Brief
Below are the entries; return every line among them that holds the word "资源加载".

The input

--------------------------------

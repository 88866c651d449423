//! NUL-terminated strings in foreign linear memory.
//!
//! A guest hands the host a string by returning a pointer to a
//! NUL-terminated UTF-8 buffer it allocated. The host copies the bytes out
//! and then hands the allocation back through the guest's `dealloc_str`
//! export. The guest expects exactly one `dealloc_str` call per string, with
//! the pointer it returned.

use thiserror::Error;

#[derive(Error, Debug)]
pub enum ForeignError {
    #[error(
        "tried to read undefined memory: string at 0x{ptr:08X} is not terminated \
         within {memory_size} bytes of linear memory"
    )]
    OutOfBoundsRead { ptr: u32, memory_size: usize },
    #[error("dealloc_str(0x{ptr:08X}) failed: {message}")]
    Dealloc { ptr: u32, message: String },
}

/// A foreign module as seen by the host: readable linear memory plus the
/// deallocation entry point for strings it allocated.
pub trait ForeignModule {
    /// The module's linear memory.
    fn memory(&self) -> &[u8];

    /// Release a string allocation the module handed to the host.
    fn dealloc_str(&mut self, ptr: u32) -> Result<(), ForeignError>;
}

/// Bytes of the NUL-terminated string at `ptr`, terminator excluded.
///
/// Fails with [`ForeignError::OutOfBoundsRead`] if `ptr` is past the end of
/// memory or no zero byte follows it.
pub fn scan_c_string(memory: &[u8], ptr: u32) -> Result<&[u8], ForeignError> {
    let out_of_bounds = || ForeignError::OutOfBoundsRead {
        ptr,
        memory_size: memory.len(),
    };

    let tail = memory.get(ptr as usize..).ok_or_else(out_of_bounds)?;
    let len = tail.iter().position(|&b| b == 0).ok_or_else(out_of_bounds)?;
    Ok(&tail[..len])
}

/// Copy the string at `ptr` out of the module and release it.
///
/// Invalid UTF-8 is replaced with U+FFFD. `dealloc_str` is called once with
/// the original `ptr` after the copy; it is not called if the read fails.
pub fn read_c_string<M>(module: &mut M, ptr: u32) -> Result<String, ForeignError>
where
    M: ForeignModule + ?Sized,
{
    let text = String::from_utf8_lossy(scan_c_string(module.memory(), ptr)?).into_owned();
    module.dealloc_str(ptr)?;
    Ok(text)
}

#[cfg(test)]
mod tests {
    use super::*;
    use crate::test_utils::RecordingModule;

    #[test]
    fn test_read_hello_deallocs_original_pointer() {
        let mut module = RecordingModule::new(vec![72, 101, 108, 108, 111, 0, 33, 0]);

        let text = read_c_string(&mut module, 0).unwrap();

        assert_eq!(text, "Hello");
        assert_eq!(module.deallocs, vec![0]);
    }

    #[test]
    fn test_read_at_offset() {
        let mut memory = vec![0u8; 8];
        memory.extend_from_slice(b"Car.png\0");
        let mut module = RecordingModule::new(memory);

        assert_eq!(read_c_string(&mut module, 8).unwrap(), "Car.png");
        assert_eq!(module.deallocs, vec![8]);
    }

    #[test]
    fn test_read_empty_string() {
        let mut module = RecordingModule::new(vec![0, 1, 2]);
        assert_eq!(read_c_string(&mut module, 0).unwrap(), "");
        assert_eq!(module.deallocs, vec![0]);
    }

    #[test]
    fn test_unterminated_string_is_out_of_bounds() {
        let mut module = RecordingModule::new(b"no terminator".to_vec());

        let result = read_c_string(&mut module, 3);

        assert!(matches!(
            result,
            Err(ForeignError::OutOfBoundsRead { ptr: 3, memory_size: 13 })
        ));
        assert!(module.deallocs.is_empty());
    }

    #[test]
    fn test_pointer_past_end_is_out_of_bounds() {
        let mut module = RecordingModule::new(vec![65, 0]);

        assert!(matches!(
            read_c_string(&mut module, 2),
            Err(ForeignError::OutOfBoundsRead { .. })
        ));
        assert!(matches!(
            read_c_string(&mut module, u32::MAX),
            Err(ForeignError::OutOfBoundsRead { .. })
        ));
        assert!(module.deallocs.is_empty());
    }

    #[test]
    fn test_invalid_utf8_is_replaced() {
        let mut module = RecordingModule::new(vec![b'o', 0xFF, b'k', 0]);
        assert_eq!(read_c_string(&mut module, 0).unwrap(), "o\u{FFFD}k");
    }

    #[test]
    fn test_multibyte_utf8() {
        let mut memory = "资源加载".as_bytes().to_vec();
        memory.push(0);
        let mut module = RecordingModule::new(memory);
        assert_eq!(read_c_string(&mut module, 0).unwrap(), "资源加载");
    }

    #[test]
    fn test_scan_does_not_include_terminator() {
        assert_eq!(scan_c_string(b"ab\0cd\0", 3).unwrap(), b"cd");
    }
}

--------------------------------

Answer box
        let mut memory = "资源加载".as_bytes().to_vec();
        assert_eq!(read_c_string(&mut module, 0).unwrap(), "资源加载");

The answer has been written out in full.